Medullary Carcinoma with Lymphocytic Infiltration of the Stomach with Attention to Characteristic Gross Appearance Toshinari Minamoto 1 , Masayoshi Mai 1 , Takahito Ohta 1 , Kazuhiko Omote 1 , Kishichiro Watanabe 2 1Department of Surgery, Cancer Research Institute, Kanazawa University 2Department of Pathology, National Kanazawa Hospital Keyword: 胃癌 , リンパ球浸潤性髄様癌 , 肉眼型 pp.799-806
Published Date 1995/5/25
DOI https://doi.org/10.11477/mf.1403105431
  • Abstract
  • Look Inside
  • Cited by

 Medullary carcinoma with lymphocytic infiltration (MCLI) of the stomach is a unique neoplastic entity, characterized histologically by the sparse population of small nests of poorly differentiated carcinoma cells and intense and diffuse lymphocyte infiltration, and clinically by an excellent prognosis. Such histopathological and clinical implications encouraged us to investigate 30 patients with gastric MCLI, including seven with early MCLI and 23 with advanced MCLI, paying particular attention to gross findings. Representatively, gastric MCLI grossly showed a sharply demarcated, raised border and an ulcerated center, corresponding to Ⅱa+Ⅱc type and Borrmann 2 type in early and advanced carcinomas, respectively.
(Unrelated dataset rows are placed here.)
use serde::{Deserialize, Serialize};
use std::path::Path;
use thiserror::Error;

use crate::matching::camera::CameraRequirements;

/// Default maximum set-temperature difference for darks, in degrees
pub const DEFAULT_TEMPERATURE_TOLERANCE: f64 = 5.0;

#[derive(Error, Debug)]
pub enum ConfigError {
    #[error("Failed to read config: {0}")]
    ReadError(#[from] std::io::Error),

    #[error("Failed to parse config: {0}")]
    ParseError(#[from] serde_json::Error),

    #[error("Invalid config: {0}")]
    Invalid(String),
}

/// Per-call matching parameters.
///
/// Every field has a default, so a partial JSON object (or `{}`) is a
/// valid config file.
#[derive(Debug, Clone, PartialEq, Serialize, Deserialize)]
#[serde(default)]
pub struct MatchingConfig {
    /// Maximum set-temperature difference between light and dark, inclusive
    pub temperature_tolerance: f64,

    /// Maximum days between light and flat, inclusive; `None` disables date matching
    pub date_tolerance_days: Option<u32>,

    /// Rank exact-exposure darks ahead of every longer dark
    pub prefer_exact_exposure: bool,

    /// Require equal gain when both frames record one
    pub require_gain_match: bool,

    /// Require equal offset when both frames record one
    pub require_offset_match: bool,
}

impl Default for MatchingConfig {
    fn default() -> Self {
        Self {
            temperature_tolerance: DEFAULT_TEMPERATURE_TOLERANCE,
            date_tolerance_days: None,
            prefer_exact_exposure: true,
            require_gain_match: true,
            require_offset_match: true,
        }
    }
}

impl MatchingConfig {
    /// Load a config from a JSON file
    ///
    /// # Errors
    ///
    /// Returns `ConfigError::ReadError` if the file cannot be read,
    /// `ConfigError::ParseError` if it is not valid JSON, or
    /// `ConfigError::Invalid` if the temperature tolerance is negative or NaN.
    pub fn load_from_file(path: &Path) -> Result<Self, ConfigError> {
        let content = std::fs::read_to_string(path)?;
        Self::from_json(&content)
    }

    /// Parse a config from a JSON string
    ///
    /// # Errors
    ///
    /// See [`MatchingConfig::load_from_file`].
    pub fn from_json(json: &str) -> Result<Self, ConfigError> {
        let config: Self = serde_json::from_str(json)?;
        config.validate()?;
        Ok(config)
    }

    /// Reject tolerances that could never admit a candidate
    ///
    /// # Errors
    ///
    /// Returns `ConfigError::Invalid` if the temperature tolerance is negative or NaN.
    pub fn validate(&self) -> Result<(), ConfigError> {
        if self.temperature_tolerance.is_nan() || self.temperature_tolerance < 0.0 {
            return Err(ConfigError::Invalid(format!(
                "temperature_tolerance must be a non-negative number, got {}",
                self.temperature_tolerance
            )));
        }
        Ok(())
    }

    #[must_use]
    pub fn camera_requirements(&self) -> CameraRequirements {
        CameraRequirements {
            gain: self.require_gain_match,
            offset: self.require_offset_match,
        }
    }
}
The other striking gross characteristic was that, in two cases of early MCLI and 10 cases of advanced MCLI, gross findings of the tumor could not be included under any of the classifications of the Japanese Research Society for Gastric Cancer. These 12 tumors showed variable curious configurations, that is, two early MCLI and seven advanced MCLI appeared to be malignant lymphoma, and the other three advanced MCLI resembled submucosal tumor. The gross appearance of gastric MCLI did not correlate with the site, histopathologic factors, lymphocyte subpopulations, lymph node metastasis, or prognosis. Postoperative surveillance revealed that only four patients with the tumor showing serosal invasion and extensive nodal involvement had died of recurrence. Although gastric MCLI is a histopathologic entity, the unique gross appearances and favorable postoperative survival suggest that preoperative diagnosis is important for clinical management of the patients. Endoscopic ultrasound and jumbo biopsy could be useful for clinical evaluation of this tumor.